Cook was shocked to see how much food and toiletries the family brought into his home. The family made three trips with bags, boxes and baskets filled with canned goods, dry goods and bathroom tissue. Emma asked her neighbors, her grandparents, her friends, their church — Highest Praise Family Worship Center in China Grove — and even went shopping with her mother to buy some items.
Emma and her brother picked items from the store that their grandparents liked and items they thought Cook would like as well.
“I thought it would be a little bit of stuff,” Cook said.
He invited the family back to help him eat it all, he joked.
“She always wants to do for others. She has a big heart,” Melisa said of Emma.

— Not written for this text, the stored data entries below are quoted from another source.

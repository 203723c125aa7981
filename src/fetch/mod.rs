//! Dynamic fetch over the campaign / ad group relationship.
//!
//! A fetch names the fields to populate and the filters to apply; the
//! engine turns that into one joined SELECT and folds the rows back into
//! partially populated entities.

pub mod assembler;
pub mod catalog;
pub mod compiler;
pub mod condition;
pub mod engine;
pub mod error;
pub mod executor;
pub mod selector;
pub mod types;

pub use engine::FetchEngine;
pub use error::FetchError;
pub use executor::{JoinQuery, JoinStore, JoinType, RawRow};
pub use types::{FetchRequest, FetchResult, FilterOperator, QueryFilter};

Emma wants to be nurse, she said, so she can take care of others.
Cook’s wife, Oveda, passed away nearly three years ago. Walter Cook is a native of Concord, but was raised in China Grove in a home just behind Bostian Elementary School. His family grew and sold figs and raised and sold hogs. He’s lived in Rowan County for more than 40 years and is retired from both the former Food Town, now Food Lion, and Carolane Propane. He built the house, “nail-by-nail” and the couple raised four children together.
Cook is close to his one of his stepson’s, Donnie Kemp, and grandson, Donald Kemp, who often takes Cook on family vacations.
It was important to Emma to not just make her food collection a one-time event, but to do so on a regular basis. The Myers say they plan to return once in a while to visit with Cook and bring more groceries.